The Seventh Amendment provides, "In Suits at common law, where the value in controversy shall exceed twenty dollars, the right of trial by jury shall be preserved, and no fact tried by a jury, shall be otherwise re-examined in any Court of the United States, than according to the rules of the common law." U.S. Const. amend. VII. Mr. Turner states he is "contesting the loss of my homestead property without a jury trial," Doc. 18 at 2, but the Supreme Court has not held the Seventh Amendment right to a jury in a civil trial extends to state proceedings. See Curtis v. Loether, 415 U.S. 189, 192 n.6 (1974) ("The Court has not held that the right to jury trial in civil cases is an element of due process applicable to state courts through the Fourteenth Amendment."); Thompson v. Blalock, 301 F. App'x 708, 709 (9th Cir. 2008) (dismissing § 1983 action alleging violation of right to jury trial because plaintiff has no federal constitutional right to jury trial for state action).

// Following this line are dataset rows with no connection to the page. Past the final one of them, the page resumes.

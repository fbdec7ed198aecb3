//! Taskboard document store library.
//!
//! Exposes the store server for use in tests and embedding. The server
//! accepts WebSocket connections, applies document writes, and pushes
//! ordered snapshots to every listener of the written collection.

pub mod config;
pub mod server;
pub mod store;
//! In-memory document collection semantics shared by every store backend.
//!
//! [`DocumentSet`] implements the store contract the synchronizer relies on:
//! the store assigns ids, `update` fails for unknown documents, `delete` is
//! idempotent, and `batch` applies all of its writes or none of them.

use std::collections::HashMap;

use serde::{Deserialize, Serialize};

use crate::task::{FieldWrite, Task, TaskFields, TaskId, TaskPatch};

/// Sort direction for ordered snapshots.
#[derive(Debug, Clone, Copy, Default, PartialEq, Eq, Serialize, Deserialize)]
pub enum SortDirection {
    #[default]
    Ascending,
    Descending,
}

/// Errors returned by [`DocumentSet`] operations.
#[derive(Debug, Clone, thiserror::Error, PartialEq, Eq)]
pub enum CollectionError {
    /// No document with this id exists.
    #[error("document not found: {0}")]
    NotFound(TaskId),
    /// The collection already holds the maximum number of documents.
    #[error("collection is full (max {max} documents)")]
    Full {
        /// Configured document cap.
        max: usize,
    },
    /// An update carried no fields.
    #[error("update for {0} has no fields")]
    EmptyPatch(TaskId),
}

/// A collection of task documents keyed by id.
#[derive(Debug, Clone, Default)]
pub struct DocumentSet {
    docs: HashMap<TaskId, Task>,
    max_documents: Option<usize>,
}

impl DocumentSet {
    /// Creates an empty, unbounded collection.
    #[must_use]
    pub fn new() -> Self {
        Self::default()
    }

    /// Creates an empty collection capped at `max_documents`.
    #[must_use]
    pub fn with_max_documents(max_documents: usize) -> Self {
        Self {
            docs: HashMap::new(),
            max_documents: Some(max_documents),
        }
    }

    /// Builds a collection from previously persisted tasks.
    ///
    /// Later duplicates of the same id replace earlier ones.
    #[must_use]
    pub fn from_tasks(tasks: impl IntoIterator<Item = Task>) -> Self {
        Self {
            docs: tasks.into_iter().map(|t| (t.id.clone(), t)).collect(),
            max_documents: None,
        }
    }

    /// Number of documents in the collection.
    #[must_use]
    pub fn len(&self) -> usize {
        self.docs.len()
    }

    /// Returns `true` if the collection holds no documents.
    #[must_use]
    pub fn is_empty(&self) -> bool {
        self.docs.is_empty()
    }

    /// Looks up a document by id.
    #[must_use]
    pub fn get(&self, id: &TaskId) -> Option<&Task> {
        self.docs.get(id)
    }

    /// Inserts a new document and returns its freshly assigned id.
    ///
    /// # Errors
    ///
    /// Returns [`CollectionError::Full`] if the document cap is reached.
    pub fn create(&mut self, fields: TaskFields) -> Result<TaskId, CollectionError> {
        if let Some(max) = self.max_documents
            && self.docs.len() >= max
        {
            return Err(CollectionError::Full { max });
        }
        let id = TaskId::new();
        self.docs
            .insert(id.clone(), Task::from_document(id.clone(), fields));
        Ok(id)
    }

    /// Applies a partial update to one document.
    ///
    /// # Errors
    ///
    /// Returns [`CollectionError::NotFound`] for an unknown id, or
    /// [`CollectionError::EmptyPatch`] if the patch sets no field.
    pub fn update(&mut self, id: &TaskId, patch: &TaskPatch) -> Result<(), CollectionError> {
        if patch.is_empty() {
            return Err(CollectionError::EmptyPatch(id.clone()));
        }
        let task = self
            .docs
            .get_mut(id)
            .ok_or_else(|| CollectionError::NotFound(id.clone()))?;
        patch.apply(task);
        Ok(())
    }

    /// Removes a document. Returns whether it existed.
    pub fn delete(&mut self, id: &TaskId) -> bool {
        self.docs.remove(id).is_some()
    }

    /// Applies every write, or none of them.
    ///
    /// All targets are checked before the first write lands, so a missing
    /// document leaves the collection untouched.
    ///
    /// # Errors
    ///
    /// Returns the first [`CollectionError`] found while validating.
    pub fn batch(&mut self, writes: &[FieldWrite]) -> Result<(), CollectionError> {
        for write in writes {
            if write.patch.is_empty() {
                return Err(CollectionError::EmptyPatch(write.id.clone()));
            }
            if !self.docs.contains_key(&write.id) {
                return Err(CollectionError::NotFound(write.id.clone()));
            }
        }
        for write in writes {
            if let Some(task) = self.docs.get_mut(&write.id) {
                write.patch.apply(task);
            }
        }
        Ok(())
    }

    /// Returns every document sorted for display.
    #[must_use]
    pub fn snapshot(&self, direction: SortDirection) -> Vec<Task> {
        let mut tasks: Vec<Task> = self.docs.values().cloned().collect();
        tasks.sort_by(Task::cmp_display);
        if direction == SortDirection::Descending {
            tasks.reverse();
        }
        tasks
    }
}
impl<S: RemoteStore> TaskSynchronizer<S> {
    /// Creates a synchronizer for `collection` and the receiver for its
    /// [`SyncEvent`]s.
    pub fn new(
        store: Arc<S>,
        collection: impl Into<String>,
    ) -> (Self, mpsc::UnboundedReceiver<SyncEvent>) {
        let (events, events_rx) = mpsc::unbounded_channel();
        let sync = Self {
            store,
            collection: collection.into(),
            max_title_length: MAX_TITLE_LENGTH,
            shared: Arc::new(Shared {
                tasks: RwLock::new(Vec::new()),
                drifted: AtomicBool::new(false),
                reorder_in_flight: AtomicBool::new(false),
                generation: AtomicU64::new(0),
                snapshots: AtomicU64::new(0),
            }),
            events,
            current: Mutex::new(None),
        };
        (sync, events_rx)
    }

    /// Overrides the title length cap.
    #[must_use]
    pub fn with_max_title_length(mut self, max: usize) -> Self {
        self.max_title_length = max;
        self
    }

    /// Returns the current timestamp in milliseconds since epoch.
    fn now_ms() -> u64 {
        u64::try_from(
            SystemTime::now()
                .duration_since(UNIX_EPOCH)
                .unwrap_or_default()
                .as_millis(),
        )
        .unwrap_or(u64::MAX)
    }

    fn emit(&self, event: SyncEvent) {
        // Nobody listening is fine.
        let _ = self.events.send(event);
    }

    /// Starts the live listener, releasing any previous one.
    ///
    /// Snapshots replace the local list as they arrive. A listener error is
    /// reported as [`SyncEvent::ListenerFailed`] and the last list is kept.
    ///
    /// # Errors
    ///
    /// Returns [`SyncError::Persistence`] if the store refuses the listener.
    pub async fn subscribe(&self) -> Result<SyncHandle, SyncError> {
        let previous = self.current.lock().take();
        if let Some(previous) = previous {
            previous.release();
        }

        let listener = self
            .store
            .subscribe(&self.collection, SortDirection::Ascending)
            .await
            .inspect_err(|e| {
                tracing::warn!(collection = %self.collection, error = %e, "subscribe failed");
            })?;
        let generation = self.shared.generation.fetch_add(1, Ordering::AcqRel) + 1;
        let (events_rx, guard) = listener.into_parts();
        let alive = Arc::new(AtomicBool::new(true));

        let task = tokio::spawn(run_listener(
            events_rx,
            Arc::clone(&self.shared),
            self.events.clone(),
            generation,
            self.collection.clone(),
            Arc::clone(&alive),
        ));

        let state = Arc::new(HandleState {
            shared: Arc::clone(&self.shared),
            generation,
            parts: Mutex::new(Some((guard, task))),
            alive,
        });
        let replaced = self.current.lock().replace(Arc::clone(&state));
        if let Some(replaced) = replaced {
            replaced.release();
        }

        tracing::info!(
            collection = %self.collection,
            backend = %self.store.backend_type(),
            generation,
            "subscribed"
        );
        Ok(SyncHandle { state })
    }

    /// Validates a draft and creates the task in the store.
    ///
    /// The new task gets `order = len(tasks)`. It is not inserted locally;
    /// it appears with the next snapshot.
    ///
    /// # Errors
    ///
    /// - [`SyncError::Validation`] for an invalid draft (no store call is made).
    /// - [`SyncError::Persistence`] if the store fails the create.
    pub async fn add_task(&self, draft: TaskDraft) -> Result<TaskId, SyncError> {
        validate_draft(&draft, self.max_title_length)?;

        let order = u32::try_from(self.shared.tasks.read().len()).unwrap_or(u32::MAX);
        let fields = draft.into_fields(Self::now_ms(), order);
        let id = self
            .store
            .create(&self.collection, fields)
            .await
            .inspect_err(|e| tracing::warn!(error = %e, "create failed"))?;

        tracing::info!(collection = %self.collection, id = %id, order, "task created");
        Ok(id)
    }

    /// Deletes a task in the store. The local list updates with the next
    /// snapshot.
    ///
    /// # Errors
    ///
    /// Returns [`SyncError::Persistence`] if the store fails the delete.
    pub async fn delete_task(&self, id: &TaskId) -> Result<(), SyncError> {
        self.store
            .delete(&self.collection, id)
            .await
            .inspect_err(|e| tracing::warn!(id = %id, error = %e, "delete failed"))?;
        tracing::info!(collection = %self.collection, id = %id, "task deleted");
        Ok(())
    }

    /// Flips the completion flag of a task in the local list.
    ///
    /// # Errors
    ///
    /// - [`SyncError::NotFound`] if the id is not in the local list.
    /// - [`SyncError::Persistence`] if the store fails the update.
    pub async fn toggle_completion(&self, id: &TaskId) -> Result<(), SyncError> {
        let current = self
            .shared
            .tasks
            .read()
            .iter()
            .find(|t| &t.id == id)
            .map(|t| t.is_completed);
        let Some(is_completed) = current else {
            return Err(SyncError::NotFound(id.clone()));
        };

        self.store
            .update_fields(&self.collection, id, TaskPatch::completed(!is_completed))
            .await
            .inspect_err(|e| tracing::warn!(id = %id, error = %e, "toggle failed"))?;
        tracing::info!(id = %id, is_completed = !is_completed, "task toggled");
        Ok(())
    }

    /// Sets a new title on a task.
    ///
    /// # Errors
    ///
    /// - [`SyncError::Validation`] for an empty or over-long title (no store call).
    /// - [`SyncError::Persistence`] if the store fails the update.
    pub async fn rename_task(&self, id: &TaskId, title: &str) -> Result<(), SyncError> {
        validate_title(title, self.max_title_length)?;
        self.store
            .update_fields(&self.collection, id, TaskPatch::title(title.trim()))
            .await
            .inspect_err(|e| tracing::warn!(id = %id, error = %e, "rename failed"))?;
        tracing::info!(id = %id, "task renamed");
        Ok(())
    }

    /// Moves task `from` to the position currently held by task `to`.
    ///
    /// The new sequence is applied locally before the store is asked to
    /// persist it, and only orders that changed are written. If the batch
    /// fails the local list keeps the optimistic sequence, the synchronizer
    /// is flagged as drifted, and the next snapshot restores the store's
    /// sequence. A snapshot that lands while the batch is pending already
    /// restores it, so no drift is flagged then.
    ///
    /// # Errors
    ///
    /// - [`SyncError::ReorderInFlight`] if another reorder has not finished.
    /// - [`SyncError::Persistence`] if the store fails the batch.
    pub async fn reorder(&self, from: &TaskId, to: &TaskId) -> Result<ReorderOutcome, SyncError> {
        if self.shared.reorder_in_flight.swap(true, Ordering::AcqRel) {
            return Err(SyncError::ReorderInFlight);
        }
        let _in_flight = InFlight(&self.shared.reorder_in_flight);

        let (writes, seen) = {
            let mut tasks = self.shared.tasks.write();
            let Some(plan) = plan_reorder(&tasks, from, to) else {
                tracing::debug!(from = %from, to = %to, "reorder skipped");
                return Ok(ReorderOutcome::Skipped);
            };
            *tasks = plan.tasks;
            (plan.writes, self.shared.snapshots.load(Ordering::Acquire))
        };

        let count = writes.len();
        if count == 0 {
            return Ok(ReorderOutcome::Applied { writes: 0 });
        }

        match self.store.batch_update(&self.collection, writes).await {
            Ok(()) => {
                tracing::info!(from = %from, to = %to, writes = count, "reorder persisted");
                Ok(ReorderOutcome::Applied { writes: count })
            }
            Err(e) => {
                if self.shared.mark_drifted(seen) {
                    tracing::warn!(
                        from = %from,
                        to = %to,
                        error = %e,
                        "reorder batch failed, local order drifted"
                    );
                    self.emit(SyncEvent::Drift {
                        reason: e.to_string(),
                    });
                } else {
                    tracing::warn!(
                        from = %from,
                        to = %to,
                        error = %e,
                        "reorder batch failed, list already replaced by a snapshot"
                    );
                }
                Err(SyncError::Persistence(e))
            }
        }
    }

    /// Snapshot of the local list in display order.
    #[must_use]
    pub fn tasks(&self) -> Vec<Task> {
        self.shared.tasks.read().clone()
    }

    /// The local list filtered by status and search text.
    #[must_use]
    pub fn visible(&self, query: &TaskQuery) -> Vec<Task> {
        view::filter_tasks(&self.shared.tasks.read(), query)
    }

    /// Number of incomplete tasks in the local list.
    #[must_use]
    pub fn active_count(&self) -> usize {
        view::active_count(&self.shared.tasks.read())
    }

    /// `true` after a failed reorder until the next snapshot arrives.
    #[must_use]
    pub fn is_drifted(&self) -> bool {
        self.shared.drifted.load(Ordering::Acquire)
    }

    /// `true` while a reorder is waiting for the store.
    #[must_use]
    pub fn is_reorder_in_flight(&self) -> bool {
        self.shared.reorder_in_flight.load(Ordering::Acquire)
    }

    /// `true` while a listener started by [`Self::subscribe`] is live.
    #[must_use]
    pub fn is_subscribed(&self) -> bool {
        self.current
            .lock()
            .as_ref()
            .is_some_and(|state| state.is_active())
    }

    /// The collection this synchronizer mirrors.
    #[must_use]
    pub fn collection(&self) -> &str {
        &self.collection
    }

    /// The store backing this synchronizer.
    #[must_use]
    pub fn backend_type(&self) -> BackendType {
        self.store.backend_type()
    }
}
//! Avatar initials and colors derived from a display name.

/// Up to two upper-cased initials for `name`.
///
/// Several words give the first letters of the first and last word; a
/// single word gives its first two characters. An empty name gives `?`.
#[must_use]
pub fn initials(name: &str) -> String {
    let words: Vec<&str> = name.split_whitespace().collect();
    let raw: String = match words.as_slice() {
        [] => return "?".to_string(),
        [single] => single.chars().take(2).collect(),
        [first, .., last] => first.chars().take(1).chain(last.chars().take(1)).collect(),
    };
    raw.to_uppercase()
}

/// A stable `#rrggbb` color for `name`.
///
/// Hashes the UTF-16 code units with `hash * 31 + unit` in wrapping 32-bit
/// arithmetic and takes the low three bytes, lowest first, so the same name
/// gets the same color on every client.
#[must_use]
pub fn color(name: &str) -> String {
    let hash = name.encode_utf16().fold(0i32, |hash, unit| {
        i32::from(unit).wrapping_add(hash.wrapping_shl(5).wrapping_sub(hash))
    });
    let bytes = hash.to_le_bytes();
    format!("#{:02x}{:02x}{:02x}", bytes[0], bytes[1], bytes[2])
}
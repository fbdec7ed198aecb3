//! Serialization and deserialization for the Taskboard wire protocol.
//!
//! Frames are postcard-encoded [`StoreRequest`] and [`StoreResponse`]
//! values. WebSocket framing preserves message boundaries, so no length
//! prefix is added.

use crate::wire::{StoreRequest, StoreResponse};

/// Error type for codec encode/decode operations.
#[derive(Debug, thiserror::Error)]
pub enum CodecError {
    /// Serialization or deserialization failed.
    #[error("serialization error: {0}")]
    Serialization(String),
}

/// Encodes a [`StoreRequest`] into a byte vector.
///
/// # Errors
///
/// Returns `CodecError::Serialization` if the request cannot be serialized.
pub fn encode_request(request: &StoreRequest) -> Result<Vec<u8>, CodecError> {
    postcard::to_allocvec(request).map_err(|e| CodecError::Serialization(e.to_string()))
}

/// Decodes a [`StoreRequest`] from a byte slice.
///
/// # Errors
///
/// Returns `CodecError::Serialization` if the bytes are not a valid request.
pub fn decode_request(bytes: &[u8]) -> Result<StoreRequest, CodecError> {
    postcard::from_bytes(bytes).map_err(|e| CodecError::Serialization(e.to_string()))
}

/// Encodes a [`StoreResponse`] into a byte vector.
///
/// # Errors
///
/// Returns `CodecError::Serialization` if the response cannot be serialized.
pub fn encode_response(response: &StoreResponse) -> Result<Vec<u8>, CodecError> {
    postcard::to_allocvec(response).map_err(|e| CodecError::Serialization(e.to_string()))
}

/// Decodes a [`StoreResponse`] from a byte slice.
///
/// # Errors
///
/// Returns `CodecError::Serialization` if the bytes are not a valid response.
pub fn decode_response(bytes: &[u8]) -> Result<StoreResponse, CodecError> {
    postcard::from_bytes(bytes).map_err(|e| CodecError::Serialization(e.to_string()))
}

7. Declining to decide whether the Tax Injunction Act also warrants dismissal serves the interests of judicial economy. The Act provides, "The district courts shall not enjoin, suspend or restrain the assessment, levy or collection of any tax under State law where a plain, speedy and efficient remedy may be had in the courts of such State." 28 U.S.C. § 1341. Mr. Turner seeks actual and punitive damages, not equitable relief. See Doc. 7 at 3. To date, the Supreme Court has not held the Act extends to actions for damages.
8. As a doctrine of abstention, the comity doctrine is not a mandatory jurisdictional limit but a prudential matter that a court may raise itself. Direct Mktg. Ass'n v. Brohl, 135 S.Ct. 1124, 1134 (2015); Perry, 906 F.3d at 587 n.4; Capra v. Cook Cty. Bd. of Review, 733 F.3d 705, 713 n.6 (7th Cir. 2013). Just as a dismissal for lack of subject-matter jurisdiction is not a judgment on the merits and is entered without prejudice, Stalley ex rel. United States v. Orlando Reg'l Healthcare Sys., 524 F.3d 1229, 1232 (11th Cir. 2008), so too is a dismissal based on abstention, see, e.g., Old Republic Union Ins. Co. v. Tillis Trucking Co., 124 F.3d 1258, 1264 (11th Cir. 1997) (Younger abstention); Ibarra v. Bexar Cty. Hosp. Dist., 624 F.2d 44, 47 (5th Cir. 1980) (Pullman abstention).

Here, to the extent Mr. Jenkins and Ms. Baldwin seek dismissal with prejudice under Rule 12(b)(1) for lack of subject-matter jurisdiction based on principles of comity, the motions are denied.